Even if the victim decides to take a step back, the investigation into cases of gender violence should remain open, given that it is an “ex officio crime”, explains the lawyer, who stresses that an aggression of this type “is prosecuted regardless of what the victim says.
Despite this, his statement “is very important” because, even if there are even physical injuries, “if it is not proven how they were carried out, there is no proof.” When the woman decides not to declare or to withdraw the complaint, she laments, “it is very difficult to continue with the accusation or for a conviction to be issued.”
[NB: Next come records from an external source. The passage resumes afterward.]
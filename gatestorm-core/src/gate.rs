use std::sync::OnceLock;
use std::sync::atomic::{AtomicU64, Ordering};
use std::time::{Duration, Instant};

/// Bounds a scenario by a shared task-invocation budget and/or a deadline.
#[derive(Debug)]
pub struct IterationGate {
    counter: AtomicU64,
    iterations: Option<u64>,
    duration: Option<Duration>,
    deadline: OnceLock<Instant>,
}

impl IterationGate {
    pub fn new(iterations: Option<u64>, duration: Option<Duration>) -> Self {
        Self {
            counter: AtomicU64::new(0),
            iterations,
            duration,
            deadline: OnceLock::new(),
        }
    }

    pub fn start_at(&self, started: Instant) {
        if let Some(duration) = self.duration {
            let _ = self.deadline.set(started + duration);
        }
    }

    /// Claims the next invocation. `false` once the budget or the deadline is exhausted.
    pub fn next(&self) -> bool {
        if self.duration.is_some() {
            let now = Instant::now();
            let deadline = *self.deadline.get_or_init(|| now + self.duration.unwrap_or_default());
            if now >= deadline {
                return false;
            }
        }

        match self.iterations {
            Some(total) => self.counter.fetch_add(1, Ordering::Relaxed) < total,
            // Neither iterations nor duration => run once.
            None if self.duration.is_none() => self.counter.fetch_add(1, Ordering::Relaxed) == 0,
            None => true,
        }
    }

    /// Time left before the deadline, or `None` without one.
    pub fn remaining(&self) -> Option<Duration> {
        self.deadline
            .get()
            .map(|d| d.saturating_duration_since(Instant::now()))
    }

    pub fn claimed(&self) -> u64 {
        self.counter.load(Ordering::Relaxed)
    }
}

#[cfg(test)]
mod tests {
    use super::*;

    #[test]
    fn iterations_budget_is_shared() {
        let gate = IterationGate::new(Some(3), None);
        assert!(gate.next());
        assert!(gate.next());
        assert!(gate.next());
        assert!(!gate.next());
        assert!(!gate.next());
        assert_eq!(gate.remaining(), None);
    }

    #[test]
    fn no_bounds_runs_once() {
        let gate = IterationGate::new(None, None);
        assert!(gate.next());
        assert!(!gate.next());
    }

    #[test]
    fn deadline_stops_gate() {
        let gate = IterationGate::new(None, Some(Duration::from_millis(20)));
        gate.start_at(Instant::now());
        assert!(gate.next());
        assert!(gate.remaining().is_some_and(|r| r <= Duration::from_millis(20)));

        std::thread::sleep(Duration::from_millis(30));
        assert!(!gate.next());
        assert_eq!(gate.remaining(), Some(Duration::ZERO));
    }

    #[test]
    fn past_start_expires_immediately() {
        let gate = IterationGate::new(Some(100), Some(Duration::from_millis(5)));
        gate.start_at(Instant::now() - Duration::from_millis(10));
        assert!(!gate.next());
    }
}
From fear, to the confidence that everything will change
Among the reasons why these women decide to take a step back are the “situation of special vulnerability” of the victims and the isolation from their environment that the aggressors usually cause, as explained to EFE by the tenured professor of the Department of Experimental Psychology of the University of Seville and researcher specializing in gender violence María Jesús Cala.
Other reasons are the “underestimation of the risk they run” derived from daily coexistence with the violence they suffer or the “myths of romantic love”, which make it difficult to break up by making them feel “responsible” and generate the “false belief that he It will change”, the expert specifies.
In addition, the victims are aware that when they express the intention to separate or report “their risk increases”, warns Cala, for whom it is important “not to hold these women responsible” for the violence they suffer because “they do everything possible to leave of her, and sometimes they believe that by giving their partner second chances the situation can end”.
The exemption from declaring
The waiver of the obligation to testify against a family member is the main cause that motivates the dismissal of a procedure or an acquittal, although in the last report of the Prosecutor’s Office it was indicated that the reform approved in 2021 to limit this right seemed to be beginning to bear fruit.
However, prosecutors warned that when victims are informed that they are forced to testify, they are reticent, respond vaguely, and even, in several cases, go so far as to incriminate themselves, arguing that they were misunderstood, that it was wrong. psychologically or emotionally and that, really, she was to blame for what happened.
In this context, the Prosecutor’s Office warned that a reform that sought to protect victims and eradicate spaces of impunity could even turn against women if the causes that led them to adopt this position were not investigated, such as fear of their aggressor, emotional dependence on him or pressure from the environment.
Thus, he underscored the need to carry out non-revictimizing interrogations and to take into account all the circumstances surrounding the statements of these victims.
And he was again betting on a reform that prevents crime victims from taking advantage of the exemption from the obligation to declare, arbitrating formulas to prevent them from initiating proceedings against these women who oppose them because of their own status as victims.